ピロリ菌とは
胃に住み着くピロリ菌
ピロリ菌は人の胃の中に住み着く細菌で、食べたり飲んだりすることで口から侵入します。大人の体に入っても胃酸が殺菌されますが、子どもは胃酸の酸性が弱く、5歳までにピロリ菌が体内に入ると胃に住み着いてしまいます。
胃がんの9割以上はピロリ菌が関係
胃がんの9割以上はピロリ菌が関係し胃がんになった日本人の9割以上にはこのピロリ菌がいて、がんの発症に関係していると言われています。ただ一方で、ピロリ菌の保有者で胃がんになるのは8%ほどです。当院ではピロリ菌の除菌を行っていますが、これは胃がんが発症するリスクを下げるための療法です。
ピロリ菌がいなくなっても胃がんの危険性がなくなるわけではありませんので、1年ごとの胃カメラをお勧めしています。
感染経路
ピロリ菌の感染経路はまだ完全には解明されていませんが、口から入って胃に感染する経口感染であると考えられています。上下水道が整備されていない衛生環境が悪い環境では感染率が高いのですが、成人してからそうした環境に長く住んでも感染することはほとんどないため、免疫力や胃酸がまだ弱い幼少期に感染するとされています。ピロリ菌に感染すると、菌が自然になくなることはほとんどないため、菌を排除するためには除菌治療が必要です。日本では若い世代のピロリ菌感染者数は減ってきているのですが、40歳以上の感染率は先進国として例外的に高い傾向があり、高齢になるほど感染率が高い状態です。口移しや食器の共有などによって感染する可能性があるため、除菌治療は次世代に感染を広げないためにも有効だと考えられています。
発見から除菌まで
薬の服用で除菌が可能
胃カメラでピロリ菌によって起こったと思われる胃炎が見つかった場合には、医療保険を使ってピロリ菌の検査、また除菌を行うことができます。そのほか、ご本人の希望でピロリ菌検査を行う場合には、保険は効きませんが採血によってピロリ菌の検査を行うことができます。その場合に、もし菌が見つかった場合は胃カメラで状態をよく調べた上で除菌を開始します。

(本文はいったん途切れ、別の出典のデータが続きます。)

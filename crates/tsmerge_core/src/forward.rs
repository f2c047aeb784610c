//! Forward inner compaction: select, log, merge, commit, clean up.
//!
//! ## Write Order
//!
//! 1. Create the compaction log and write one SOURCE record per source
//! 2. Merge the sources into `<target>.tsfile.target`
//! 3. Write the TARGET record naming the temp target
//! 4. Rename the temp target to its final name
//! 5. Write the target's sidecar
//! 6. Merge every source ledger into the target's ledger
//! 7. Swap sources for target in the registry
//! 8. Delete each source (data, sidecar, ledgers)
//! 9. Delete the log
//!
//! Sources are never deleted before step 7 has made the target durable and
//! registered. Recovery depends on that: a log whose sources are partly
//! missing always belongs to a committed target.

use crate::config::CompactionConfig;
use crate::error::{CoreError, CoreResult};
use crate::handler::{ExceptionHandler, Resolution, TargetRef};
use crate::identifier::{append_suffix, FileIdentifier, TsFileName, RESOURCE_SUFFIX};
use crate::lifecycle::{DataFile, SourceState, TargetFile};
use crate::log::{current_log_name, CompactionLogWriter};
use crate::merge::{ConcatMerger, Merger};
use crate::registry::FileSetRegistry;
use crate::resource::{write_sidecar, SidecarValidator, TargetValidator};
use std::fmt;
use std::path::{Path, PathBuf};
use std::sync::Arc;
use tracing::{debug, error, info, warn};
use tsmerge_storage::{FileSystem, StorageRoots};

/// Points in the forward task after which a process kill is observable on disk.
#[derive(Debug, Clone, Copy, PartialEq, Eq, Hash)]
pub enum CompactionCheckpoint {
    /// The empty log file exists.
    LogOpened,
    /// Every SOURCE record is durable.
    SourcesLogged,
    /// The temp target is fully written.
    TempTargetWritten,
    /// The TARGET record is durable.
    TargetLogged,
    /// The temp target has its final name.
    TargetPromoted,
    /// The target's sidecar is durable.
    SidecarWritten,
    /// Source ledgers are merged into the target's ledger.
    LedgersMigrated,
    /// The registry holds the target instead of the sources.
    RegistrySwapped,
    /// Source number `n` (0-based) is deleted.
    SourceDeleted(usize),
    /// Every source is deleted; only the log remains.
    SourcesDeleted,
}

impl CompactionCheckpoint {
    /// Every checkpoint a task over `sources` source files passes, in order.
    #[must_use]
    pub fn sequence(sources: usize) -> Vec<Self> {
        let mut all = vec![
            Self::LogOpened,
            Self::SourcesLogged,
            Self::TempTargetWritten,
            Self::TargetLogged,
            Self::TargetPromoted,
            Self::SidecarWritten,
            Self::LedgersMigrated,
            Self::RegistrySwapped,
        ];
        all.extend((0..sources).map(Self::SourceDeleted));
        all.push(Self::SourcesDeleted);
        all
    }
}

impl fmt::Display for CompactionCheckpoint {
    fn fmt(&self, f: &mut fmt::Formatter<'_>) -> fmt::Result {
        match self {
            Self::SourceDeleted(n) => write!(f, "SourceDeleted({n})"),
            other => write!(f, "{other:?}"),
        }
    }
}

/// How a forward task ended.
#[derive(Debug, Clone, PartialEq, Eq)]
pub enum ForwardOutcome {
    /// The target replaced the sources.
    Committed(PathBuf),
    /// The task failed before a target was logged; sources are untouched.
    Aborted,
    /// The task failed with an incomplete target, which was discarded.
    RolledBack,
    /// The task failed while deleting sources; the cleanup was finished.
    SourcesCleanedUp,
}

#[derive(Debug, Default)]
struct Progress {
    log: Option<PathBuf>,
    temp_target: Option<PathBuf>,
    target_logged: bool,
}

/// One inner compaction over a fixed list of sources.
pub struct ForwardCompactionTask {
    registry: Arc<FileSetRegistry>,
    fs: Arc<dyn FileSystem>,
    roots: StorageRoots,
    config: CompactionConfig,
    merger: Arc<dyn Merger>,
    validator: Arc<dyn TargetValidator>,
    sources: Vec<FileIdentifier>,
    halt_after: Option<CompactionCheckpoint>,
}

impl ForwardCompactionTask {
    /// Creates a task merging `sources`, which must all be registered in `registry`.
    #[must_use]
    pub fn new(
        registry: Arc<FileSetRegistry>,
        fs: Arc<dyn FileSystem>,
        config: CompactionConfig,
        sources: Vec<FileIdentifier>,
    ) -> Self {
        Self {
            registry,
            fs,
            roots: config.storage_roots(),
            config,
            merger: Arc::new(ConcatMerger),
            validator: Arc::new(SidecarValidator),
            sources,
            halt_after: None,
        }
    }

    /// Replaces the merge collaborator.
    #[must_use]
    pub fn with_merger(mut self, merger: Arc<dyn Merger>) -> Self {
        self.merger = merger;
        self
    }

    /// Replaces the target validator used on the failure path.
    #[must_use]
    pub fn with_validator(mut self, validator: Arc<dyn TargetValidator>) -> Self {
        self.validator = validator;
        self
    }

    /// Stops the task right after `checkpoint` as if the process had died.
    ///
    /// The run returns `SimulatedCrash` and skips all failure handling, so
    /// the disk is left exactly as a kill at that point would leave it.
    #[must_use]
    pub fn halt_after(mut self, checkpoint: CompactionCheckpoint) -> Self {
        self.halt_after = Some(checkpoint);
        self
    }

    /// Picks the first run of adjacent closed files sharing an inner level
    /// that is at least `min_source_files` long, capped at `max_source_files`.
    #[must_use]
    pub fn select_candidates(
        registry: &FileSetRegistry,
        config: &CompactionConfig,
    ) -> Option<Vec<FileIdentifier>> {
        let min = config.min_source_files.max(1);
        let mut run: Vec<FileIdentifier> = Vec::new();
        let mut run_level = None;
        for file in registry.list_files() {
            let level = TsFileName::parse(&file.id().file_name)
                .ok()
                .filter(|_| file.state() == SourceState::Closed)
                .map(|n| n.inner_level);
            if level.is_none() || level != run_level {
                if run.len() >= min {
                    break;
                }
                run.clear();
                run_level = level;
            }
            if level.is_some() && run.len() < config.max_source_files {
                run.push(file.id().clone());
            }
        }
        (run.len() >= min).then_some(run)
    }

    /// The registry this task compacts.
    #[must_use]
    pub fn registry(&self) -> &Arc<FileSetRegistry> {
        &self.registry
    }

    /// The sources this task merges.
    #[must_use]
    pub fn sources(&self) -> &[FileIdentifier] {
        &self.sources
    }

    /// The final target: the first source's name one inner level up.
    ///
    /// # Errors
    ///
    /// Returns `InvalidOperation` with no sources, `InvalidFormat` if the
    /// first source's name does not parse.
    pub fn target_id(&self) -> CoreResult<FileIdentifier> {
        let first = self
            .sources
            .first()
            .ok_or_else(|| CoreError::invalid_operation("forward task has no sources"))?;
        let name = TsFileName::parse(&first.file_name)?.next_inner_level();
        Ok(first.with_file_name(name.to_string()))
    }

    /// A forward task may start only while its registry allows compaction
    /// and every source is registered and closed.
    #[must_use]
    pub fn is_valid_to_run(&self) -> bool {
        self.registry.is_compaction_allowed()
            && !self.sources.is_empty()
            && self.sources.iter().all(|id| {
                self.registry
                    .get(id)
                    .is_some_and(|f| f.state() == SourceState::Closed)
            })
    }

    /// Two forward tasks are duplicates if they merge the same sources of
    /// the same registry.
    #[must_use]
    pub fn same_task(&self, other: &Self) -> bool {
        self.registry.key() == other.registry.key() && self.sources == other.sources
    }

    /// Runs the compaction.
    ///
    /// A failure after the sources are selected is resolved in place (abort,
    /// rollback or cleanup) and reported as the matching outcome. If the
    /// failure itself cannot be resolved the registry's circuit breaker is
    /// opened, the log is kept for recovery, and the error is returned.
    ///
    /// # Errors
    ///
    /// Returns `CompactionDisabled` if the registry is disabled,
    /// `InvalidOperation` if the sources cannot be selected,
    /// `SimulatedCrash` when halted, or the unresolved failure.
    pub fn run(&self) -> CoreResult<ForwardOutcome> {
        if !self.registry.is_compaction_allowed() {
            return Err(CoreError::CompactionDisabled {
                registry: self.registry.key().to_string(),
            });
        }
        let selected = self.registry.select(&self.sources)?;
        info!(
            registry = %self.registry.key(),
            sources = selected.len(),
            "[Compaction] inner compaction starts"
        );

        let mut progress = Progress::default();
        match self.execute(&selected, &mut progress) {
            Ok(target) => {
                if let Some(log) = &progress.log {
                    self.delete_log(log);
                }
                info!(
                    registry = %self.registry.key(),
                    target = %target.display(),
                    "[Compaction] inner compaction finished"
                );
                Ok(ForwardOutcome::Committed(target))
            }
            Err(e) if e.is_simulated_crash() => {
                debug!(registry = %self.registry.key(), "[Compaction] {e}");
                Err(e)
            }
            Err(e) => self.handle_failure(&selected, &progress, &e),
        }
    }

    fn execute(&self, selected: &[DataFile], progress: &mut Progress) -> CoreResult<PathBuf> {
        let target_id = self.target_id()?;
        let partition_dir = selected
            .first()
            .and_then(|f| f.path().parent())
            .map(Path::to_path_buf)
            .ok_or_else(|| CoreError::invalid_operation("source has no parent directory"))?;
        let fs = self.fs.as_ref();

        let stem = TsFileName::parse(&target_id.file_name)?.stem();
        let log_path = partition_dir.join(current_log_name(&stem));
        let mut writer = CompactionLogWriter::create(fs, &log_path, self.config.sync_on_write)?;
        progress.log = Some(log_path);
        self.checkpoint(CompactionCheckpoint::LogOpened)?;

        writer.log_sources(&self.sources)?;
        self.checkpoint(CompactionCheckpoint::SourcesLogged)?;

        let temp_id = target_id.as_temp_target();
        let temp_path = partition_dir.join(&temp_id.file_name);
        let mut target = TargetRef::new(&target_id, TargetFile::None);
        target.begin_write(temp_path.clone())?;
        progress.temp_target = Some(temp_path.clone());
        let meta = self.merger.merge(fs, selected, &temp_path)?;
        self.checkpoint(CompactionCheckpoint::TempTargetWritten)?;

        writer.log_target(&temp_id)?;
        writer.close()?;
        progress.target_logged = true;
        self.checkpoint(CompactionCheckpoint::TargetLogged)?;

        let handler = self.handler();
        let final_path = handler.promote(&mut target)?;
        self.checkpoint(CompactionCheckpoint::TargetPromoted)?;

        write_sidecar(fs, &append_suffix(&final_path, RESOURCE_SUFFIX), &meta)?;
        self.checkpoint(CompactionCheckpoint::SidecarWritten)?;

        let committed =
            handler.commit_observed(&mut target, selected, &mut |cp| self.checkpoint(cp))?;
        Ok(committed.path)
    }

    fn handle_failure(
        &self,
        selected: &[DataFile],
        progress: &Progress,
        cause: &CoreError,
    ) -> CoreResult<ForwardOutcome> {
        error!(
            registry = %self.registry.key(),
            error = %cause,
            "[Compaction] inner compaction failed, handling exception"
        );
        let handler = self.handler();
        let resolved = (|| -> CoreResult<ForwardOutcome> {
            if !progress.target_logged {
                if let Some(temp) = &progress.temp_target {
                    self.fs
                        .remove_if_exists(temp)
                        .map_err(|e| CoreError::mutation("delete", temp, e))?;
                }
                handler.abort(selected)?;
                return Ok(ForwardOutcome::Aborted);
            }

            let mut target = TargetRef::probe(&self.target_id()?, &self.roots);
            if selected.iter().all(|s| self.fs.exists(s.path())) {
                match handler.resolve(&target, selected) {
                    Resolution::Commit => {
                        let committed = handler.commit(&mut target, selected)?;
                        Ok(ForwardOutcome::Committed(committed.path))
                    }
                    Resolution::Rollback => {
                        handler.rollback(&target, selected)?;
                        Ok(ForwardOutcome::RolledBack)
                    }
                    Resolution::Fatal(reason) => Err(CoreError::fatal(reason)),
                }
            } else {
                handler.handle_when_sources_lost(&target, &self.sources, false)?;
                Ok(ForwardOutcome::SourcesCleanedUp)
            }
        })();

        match resolved {
            Ok(outcome) => {
                if let Some(log) = &progress.log {
                    self.delete_log(log);
                }
                warn!(
                    registry = %self.registry.key(),
                    outcome = ?outcome,
                    "[Compaction] inner compaction failure handled"
                );
                Ok(outcome)
            }
            Err(e) => {
                error!(
                    registry = %self.registry.key(),
                    error = %e,
                    "[Compaction] failed to handle compaction failure, set allowCompaction to false"
                );
                self.registry.set_allow_compaction(false);
                self.registry.release(&self.sources);
                Err(e)
            }
        }
    }

    fn delete_log(&self, log: &Path) {
        if let Err(e) = self.fs.remove_if_exists(log) {
            error!(
                registry = %self.registry.key(),
                log = %log.display(),
                error = %e,
                "[Compaction] failed to delete compaction log, set allowCompaction to false"
            );
            self.registry.set_allow_compaction(false);
        }
    }

    fn checkpoint(&self, checkpoint: CompactionCheckpoint) -> CoreResult<()> {
        debug!(registry = %self.registry.key(), %checkpoint, "[Compaction] checkpoint");
        if self.halt_after == Some(checkpoint) {
            return Err(CoreError::SimulatedCrash {
                checkpoint: checkpoint.to_string(),
            });
        }
        Ok(())
    }

    fn handler(&self) -> ExceptionHandler<'_> {
        ExceptionHandler::new(
            self.fs.as_ref(),
            &self.roots,
            &self.registry,
            self.validator.as_ref(),
            &self.config.legacy_mods_file_name,
        )
    }
}

impl fmt::Debug for ForwardCompactionTask {
    fn fmt(&self, f: &mut fmt::Formatter<'_>) -> fmt::Result {
        f.debug_struct("ForwardCompactionTask")
            .field("registry", self.registry.key())
            .field("sources", &self.sources)
            .field("halt_after", &self.halt_after)
            .finish_non_exhaustive()
    }
}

除菌には、専用の薬を1週間飲んでもらいます。これでおよそ7割の方は除菌が成功します。除菌できなかった場合は2次除菌として1週間、また同じ薬を服用してもらいます。また、当院では自費にはなりますが3次除菌も対応しています。
ピロリ菌の除菌治療
薬を1週間服用するだけで治療は完了します。抗菌薬2種類に加え、抗菌剤の効果を高めるための胃酸分泌抑制剤を服用します。除菌が成功したかどうかの判定は、服用後一定期間をおいてからでないと正確な結果が出ません。そのため、服用後6〜8週間経過してから判定検査を行います。なお、1回目の除菌治療に失敗した場合、2回目の除菌治療も可能です。その際には、抗菌薬を1種類変更して治療し、再度判定します。
1次除菌・2次除菌
朝・晩2回、7日間に渡って2種類の抗菌薬と、胃酸の分泌を抑える薬を服用します。6〜8週間後の判定検査で除菌成功の結果が出たら、治療は終了です。判定検査で除菌が失敗という結果になった場合には、2次除菌治療が可能です。抗菌薬を1種類変更し、それ以外は1次除菌と同様の治療を行って、判定します。1次除菌と2次除菌を合わせた成功率は、9割を超えるとされています。
除菌治療薬の副作用
肝機能の(AST(GOT)、ALT(GPT))値の変動、軟便、下痢、味覚異常などが報告されていますが、こうした症状は服用後に自然と解消に向かいます。ただし、症状が気になる患者様には、その都度適切に対応していますので、すぐにご相談ください。
なお、治療薬の服用により発疹やかゆみなどのアレルギー反応が起こった場合は、すぐに服用を中止し、ご連絡ください。